__Work request__
The required output is the exact run of lines below that opens at the line with "for (collection, id, document)" and closes at the line with "closed tagged unions)".

· · ·

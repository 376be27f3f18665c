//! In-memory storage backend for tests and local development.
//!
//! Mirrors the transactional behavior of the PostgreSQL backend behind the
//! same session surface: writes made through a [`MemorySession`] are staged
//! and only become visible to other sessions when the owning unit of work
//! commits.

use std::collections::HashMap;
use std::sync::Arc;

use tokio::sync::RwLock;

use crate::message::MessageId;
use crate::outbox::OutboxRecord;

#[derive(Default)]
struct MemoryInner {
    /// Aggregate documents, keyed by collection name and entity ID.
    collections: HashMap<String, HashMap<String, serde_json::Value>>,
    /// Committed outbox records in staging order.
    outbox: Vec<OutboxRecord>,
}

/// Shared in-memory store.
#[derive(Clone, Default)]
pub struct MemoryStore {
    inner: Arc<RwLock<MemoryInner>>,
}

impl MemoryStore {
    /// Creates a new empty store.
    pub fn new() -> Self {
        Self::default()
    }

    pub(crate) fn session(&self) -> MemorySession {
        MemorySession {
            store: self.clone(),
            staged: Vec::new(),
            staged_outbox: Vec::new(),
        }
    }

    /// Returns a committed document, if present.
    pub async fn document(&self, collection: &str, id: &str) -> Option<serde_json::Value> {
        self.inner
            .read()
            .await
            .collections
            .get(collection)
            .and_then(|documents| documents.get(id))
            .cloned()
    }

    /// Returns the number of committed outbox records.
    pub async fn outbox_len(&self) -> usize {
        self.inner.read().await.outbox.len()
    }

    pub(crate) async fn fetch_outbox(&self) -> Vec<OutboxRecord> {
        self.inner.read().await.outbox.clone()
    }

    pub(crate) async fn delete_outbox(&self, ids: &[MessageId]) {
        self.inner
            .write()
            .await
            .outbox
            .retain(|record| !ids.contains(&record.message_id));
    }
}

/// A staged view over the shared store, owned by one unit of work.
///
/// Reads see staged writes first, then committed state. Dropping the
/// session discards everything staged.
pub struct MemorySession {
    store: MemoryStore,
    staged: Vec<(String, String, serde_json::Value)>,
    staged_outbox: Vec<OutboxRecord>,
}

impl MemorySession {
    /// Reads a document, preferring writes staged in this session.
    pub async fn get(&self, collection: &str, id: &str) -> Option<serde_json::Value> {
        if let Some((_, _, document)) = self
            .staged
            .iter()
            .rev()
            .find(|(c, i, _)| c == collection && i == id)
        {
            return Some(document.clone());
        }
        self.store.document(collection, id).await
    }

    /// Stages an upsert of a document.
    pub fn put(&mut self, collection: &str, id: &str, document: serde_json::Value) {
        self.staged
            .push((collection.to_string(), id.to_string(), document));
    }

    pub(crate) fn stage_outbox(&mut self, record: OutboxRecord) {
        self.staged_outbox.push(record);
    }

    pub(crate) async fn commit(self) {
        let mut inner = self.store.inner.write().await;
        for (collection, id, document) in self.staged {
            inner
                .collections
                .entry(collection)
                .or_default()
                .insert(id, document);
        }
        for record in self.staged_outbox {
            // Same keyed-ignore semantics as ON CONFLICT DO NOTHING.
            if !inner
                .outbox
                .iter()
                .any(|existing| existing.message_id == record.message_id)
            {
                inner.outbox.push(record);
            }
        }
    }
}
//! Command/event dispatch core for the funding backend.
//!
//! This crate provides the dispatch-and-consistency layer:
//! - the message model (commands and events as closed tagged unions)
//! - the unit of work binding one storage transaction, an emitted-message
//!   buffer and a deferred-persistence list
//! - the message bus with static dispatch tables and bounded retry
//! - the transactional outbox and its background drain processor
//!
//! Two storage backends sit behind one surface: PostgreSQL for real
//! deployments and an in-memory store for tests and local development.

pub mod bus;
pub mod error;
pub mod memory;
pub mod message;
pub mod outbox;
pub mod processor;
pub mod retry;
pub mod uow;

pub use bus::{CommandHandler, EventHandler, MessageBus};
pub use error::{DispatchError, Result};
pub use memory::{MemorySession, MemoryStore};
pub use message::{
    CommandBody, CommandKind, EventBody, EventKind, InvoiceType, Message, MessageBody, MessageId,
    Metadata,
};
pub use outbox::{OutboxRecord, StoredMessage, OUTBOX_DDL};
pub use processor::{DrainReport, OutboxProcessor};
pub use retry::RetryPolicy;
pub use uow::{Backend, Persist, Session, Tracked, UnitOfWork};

· · ·

__Answer to the problem__
        for (collection, id, document) in self.staged {
            inner
                .collections
                .entry(collection)
                .or_default()
                .insert(id, document);
        }
        for record in self.staged_outbox {
            // Same keyed-ignore semantics as ON CONFLICT DO NOTHING.
            if !inner
                .outbox
                .iter()
                .any(|existing| existing.message_id == record.message_id)
            {
                inner.outbox.push(record);
            }
        }
    }
}
//! Command/event dispatch core for the funding backend.
//!
//! This crate provides the dispatch-and-consistency layer:
//! - the message model (commands and events as closed tagged unions)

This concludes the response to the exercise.